UNITED STATES BANKRUPTCY COURT FOR THE DISTRICT OF DELAWARE
Mar 15, 2013
Case No. 12-13319(KG) (Bankr. D. Del. Mar. 15, 2013)

Opinion

Case No. 12-13319(KG) Re Dkt No. 7

03-15-2013

In re: LCI HOLDING COMPANY, INC., et al., Debtors.


Chapter 11


(Jointly Administered)


MEMORANDUM OPINION

The Debtors filed for bankruptcy on December 11, 2012. Among the initial filings was a Motion for Interim and Final Orders Pursuant to 11 U.S.C. §§ 105(a), 363, 507(a), 1107(a) and 1108 and Fed. R. Bankr. P. 6003, Authorizing Debtors To, Inter Alia, Pay Prepetion Wages, Compensation and Employee Benefits (D.I. 7) (the "Motion"). The Debtors are seeking authority through the Motion, inter alia, to pay bonuses offered in two plans to certain eligible employees.

The bonus plans discussed within are the only portion of the Motion being contested and, accordingly, are the aspect of the Motion which the Court is addressing.

The Plans

The two plans are the Hospital Leadership Bonus Plan (the "HL Plan") and the Support Center Leadership Bonus Plan (the "SCL Plan") (collectively "the Plans"). The requested payments include both pre-petition and post-petition time periods. The HL Plan provides quarterly payments to its participants, while the SCL Plan is an annual payment.

The HL Plan rewards eligible participants if a participant hospital meets an EBITDAM target. The SCL Plan rewards members of the corporate leadership team, including four insiders, as defined in 11 U.S.C. § 101(31), if Debtors meet EBITDA targets. No HL Plan participant is an insider.

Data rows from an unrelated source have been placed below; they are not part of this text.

//! Client source emission.
//!
//! Emits JavaScript structurally equivalent to the server evaluation of the
//! same tree. References read from the snapshot object `$`; a small runtime
//! (`__rt`) supplies deep equality, length, blank, and the `add`/`sum`
//! operations whose host coercions (array/object to string, string
//! concatenation in `reduce`) diverge from the server's semantics, so the
//! two sides agree on non-primitive values. Subexpressions are
//! parenthesized, which preserves precedence and the left-to-right
//! short-circuit order exactly.
//!
//! Emission works from an explicit allow-list: every AST variant handled
//! here has a defined client equivalent. A construct outside the list
//! (today: `decimal`) fails with [`Untranspilable`] and the caller installs
//! a visible `__serverOnly(...)` marker instead of approximated source.

use super::Spanned;
use super::ast::{BinaryOperator, Builtin, Expr, Literal, UnaryOperator};
use crate::error::Untranspilable;
use std::sync::Arc;

/// Marker installed in emitted source for server-only constructs, so a gap
/// is visible in the client bundle rather than silently mis-evaluated.
pub fn server_only_marker(construct: &str) -> String {
    format!("__serverOnly('{construct}')")
}

pub fn emit_client(expr: &Spanned<Expr>) -> Result<String, Untranspilable> {
    let mut bound = Vec::new();
    emit(expr, &mut bound)
}

fn emit(expr: &Spanned<Expr>, bound: &mut Vec<Arc<str>>) -> Result<String, Untranspilable> {
    match &expr.node {
        Expr::Literal(literal) => Ok(match literal {
            Literal::Number(number) => format_number(*number),
            Literal::Text(text) => format!("'{}'", escape_text(text)),
            Literal::Bool(b) => b.to_string(),
            Literal::Null => "null".to_string(),
        }),
        // Lambda parameters are bound locals; everything else reads the
        // snapshot object.
        Expr::Reference(name) => {
            if bound.iter().any(|parameter| parameter == name) {
                Ok(name.to_string())
            } else {
                Ok(format!("$.{name}"))
            }
        }
        Expr::Access {
            base,
            field,
            optional,
        } => {
            let base = emit(base, bound)?;
            let accessor = if *optional { "?." } else { "." };
            Ok(format!("({base}){accessor}{field}"))
        }
        Expr::Unary { operator, operand } => {
            let operand = emit(operand, bound)?;
            let operator = match operator {
                UnaryOperator::Not => "!",
                UnaryOperator::Negate => "-",
            };
            Ok(format!("{operator}({operand})"))
        }
        Expr::Binary {
            operator,
            left,
            right,
        } => {
            let left = emit(left, bound)?;
            let right = emit(right, bound)?;
            Ok(match operator {
                // Numeric add or text concatenation, decided at runtime.
                // Bare `+` would coerce arrays/objects with the host's
                // rules, which disagree with the server's display form.
                BinaryOperator::Add => format!("__rt.add(({left}), ({right}))"),
                BinaryOperator::Subtract => format!("({left}) - ({right})"),
                BinaryOperator::Multiply => format!("({left}) * ({right})"),
                BinaryOperator::Divide => format!("({left}) / ({right})"),
                // Deep equality: `===` on the client is reference equality
                // for arrays/objects, which would disagree with the server.
                BinaryOperator::Equal => format!("__rt.eq(({left}), ({right}))"),
                BinaryOperator::NotEqual => format!("!__rt.eq(({left}), ({right}))"),
                BinaryOperator::Greater => format!("({left}) > ({right})"),
                BinaryOperator::GreaterOrEqual => format!("({left}) >= ({right})"),
                BinaryOperator::Less => format!("({left}) < ({right})"),
                BinaryOperator::LessOrEqual => format!("({left}) <= ({right})"),
                BinaryOperator::And => format!("({left}) && ({right})"),
                BinaryOperator::Or => format!("({left}) || ({right})"),
            })
        }
        Expr::Conditional {
            condition,
            then_branch,
            else_branch,
        } => {
            let condition = emit(condition, bound)?;
            let then_branch = emit(then_branch, bound)?;
            let else_branch = emit(else_branch, bound)?;
            Ok(format!("({condition}) ? ({then_branch}) : ({else_branch})"))
        }
        Expr::Call { builtin, arguments } => emit_call(*builtin, arguments, bound),
        Expr::Lambda { parameter, body } => {
            bound.push(parameter.clone());
            let body = emit(body, bound);
            bound.pop();
            Ok(format!("({parameter}) => ({})", body?))
        }
    }
}

fn emit_call(
    builtin: Builtin,
    arguments: &[Spanned<Expr>],
    bound: &mut Vec<Arc<str>>,
) -> Result<String, Untranspilable> {
    match builtin {
        Builtin::Length => {
            let value = emit(&arguments[0], bound)?;
            Ok(format!("__rt.length({value})"))
        }
        Builtin::Map => {
            let items = emit(&arguments[0], bound)?;
            let lambda = emit(&arguments[1], bound)?;
            Ok(format!("({items}).map({lambda})"))
        }
        Builtin::Filter => {
            let items = emit(&arguments[0], bound)?;
            let lambda = emit(&arguments[1], bound)?;
            Ok(format!("({items}).filter({lambda})"))
        }
        Builtin::Reject => {
            let items = emit(&arguments[0], bound)?;
            let Expr::Lambda { parameter, body } = &arguments[1].node else {
                return Err(Untranspilable {
                    construct: "reject".into(),
                    reason: "second argument must be a lambda".into(),
                });
            };
            bound.push(parameter.clone());
            let body = emit(body, bound);
            bound.pop();
            Ok(format!("({items}).filter(({parameter}) => !({}))", body?))
        }
        Builtin::Sum => {
            // A raw `reduce((a, b) => a + b, 0)` silently concatenates on
            // non-numeric elements where the server errors.
            let items = emit(&arguments[0], bound)?;
            Ok(format!("__rt.sum({items})"))
        }
        Builtin::Join => {
            let items = emit(&arguments[0], bound)?;
            let separator = emit(&arguments[1], bound)?;
            Ok(format!("({items}).join({separator})"))
        }
        Builtin::Blank => {
            let value = emit(&arguments[0], bound)?;
            Ok(format!("__rt.blank({value})"))
        }
        Builtin::Decimal => Err(Untranspilable {
            construct: "decimal".into(),
            reason: "arbitrary-precision currency arithmetic has no client equivalent".into(),
        }),
    }
}

/// The lexer admits raw newlines and other control characters inside a
/// quoted literal; emitted as-is they would break the JS string.
fn escape_text(text: &str) -> String {
    let mut escaped = String::with_capacity(text.len());
    for character in text.chars() {
        match character {
            '\\' => escaped.push_str("\\\\"),
            '\n' => escaped.push_str("\\n"),
            '\r' => escaped.push_str("\\r"),
            '\t' => escaped.push_str("\\t"),
            control if (control as u32) < 0x20 => {
                escaped.push_str(&format!("\\u{:04x}", control as u32));
            }
            other => escaped.push(other),
        }
    }
    escaped
}

/// Numbers in emitted source match `Value`'s display form (no trailing
/// `.0`), so e.g. `join` output agrees on both sides.
fn format_number(number: f64) -> String {
    if number.fract() == 0.0 && number.is_finite() && number.abs() < 1e15 {
        format!("{}", number as i64)
    } else {
        number.to_string()
    }
}

#[cfg(test)]
mod tests {
    use super::super::compile::parse_expression;
    use super::*;

    fn emit_str(source: &str) -> Result<String, Untranspilable> {
        emit_client(&parse_expression(source).unwrap())
    }

    #[test]
    fn emits_references_and_operators() {
        assert_eq!(emit_str("count * 2").unwrap(), "($.count) * (2)");
        assert_eq!(
            emit_str("a && b || c").unwrap(),
            "(($.a) && ($.b)) || ($.c)"
        );
    }

    #[test]
    fn emits_deep_equality_helper() {
        assert_eq!(emit_str("a == b").unwrap(), "__rt.eq(($.a), ($.b))");
    }

    #[test]
    fn emits_optional_chaining() {
        assert_eq!(emit_str("user?.name").unwrap(), "($.user)?.name");
    }

    #[test]
    fn lambda_parameters_are_locals_not_snapshot_reads() {
        assert_eq!(
            emit_str("map(items, x -> x.qty)").unwrap(),
            "($.items).map((x) => ((x).qty))",
        );
        assert_eq!(
            emit_str("reject(items, x -> x.done)").unwrap(),
            "($.items).filter((x) => !((x).done))",
        );
    }

    #[test]
    fn lambda_parameter_shadows_same_named_field() {
        assert_eq!(
            emit_str("count + sum(map(items, count -> count.qty))").unwrap(),
            "__rt.add(($.count), (__rt.sum(($.items).map((count) => ((count).qty)))))",
        );
    }

    #[test]
    fn addition_and_sum_route_through_runtime_helpers() {
        // Bare `+`/`reduce` would coerce lists and records with the
        // host's rules instead of the server's display form.
        assert_eq!(emit_str("'' + xs").unwrap(), "__rt.add((''), ($.xs))");
        assert_eq!(emit_str("sum(xs)").unwrap(), "__rt.sum($.xs)");
    }

    #[test]
    fn control_characters_in_text_literals_are_escaped() {
        assert_eq!(emit_str("'a\nb'").unwrap(), "'a\\nb'");
        assert_eq!(emit_str("'tab\there'").unwrap(), "'tab\\there'");
    }

    #[test]
    fn emits_conditional_as_ternary() {
        assert_eq!(
            emit_str("if open then 1 else 0").unwrap(),
            "($.open) ? (1) : (0)"
        );
    }

    #[test]
    fn decimal_is_untranspilable() {
        let err = emit_str("decimal(price)").unwrap_err();
        assert_eq!(err.construct.as_ref(), "decimal");
    }

    #[test]
    fn untranspilable_propagates_from_nested_position() {
        assert!(emit_str("1 + decimal(price)").is_err());
    }

    #[test]
    fn marker_is_visible_text() {
        assert_eq!(server_only_marker("decimal"), "__serverOnly('decimal')");
    }
}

The HL Plan and the SCL Plan have been in effect since at least 2006. Debtors modified the Plans prior to the bankruptcy filing to make them achievable and thereby realistically incentivizing.

The factual support for the bonuses is contained in the following declarations which the Court admitted into evidence without objection:

(1) Declaration of Phillip B. Douglas in Support of Chapter 11 Petitions and First Day Pleadings (D.I. 13);

(2) Declaration of Philip B. Douglas in Support of the Motion (the "Second Douglas Declaration") (D.I. 499).

(3) Declaration of Neil Augustine in Support of the Motion (the "Augustine Declaration") (D.I. 500); and

In particular, the Augustine Declaration and the Second Douglas Declaration explain the methodology of the Plans, how they are true incentive plans and why the Court must and does find that the Plans are long established and in the ordinary course.

Discussion

The Office of the United States Trustee (the "UST") objected to the Motion on several grounds and the Court conducted an evidentiary hearing on March 12, 2013 (the "Hearing"). In sum, if the UST prevails, the HL Plan participants will receive 20/81 of their bonus. The SCL Plan participants will receive 20/365 of their earned bonus.

The factual record from the hearing led the Court to conclude that the Debtors satisfied the requirement of 11 U.S.C. § 503(c) and the relief sought in the Motion is appropriate. The Plans are performance based, not retention based, and are ordinary course plans (in existence years before the bankruptcy). In re Global Home Products, Inc., 369 B.R. 778, 786 (Bankr. D. Del. 2007); In re Roth AM., Inc. 975 F.3d 949, 952 (3d Cir. 1992). Debtors have appropriately exercised their business judgment. In re Nellson Nutraceutical, Inc., 369 B.R. 787 (Bankr. D. Del. 2007).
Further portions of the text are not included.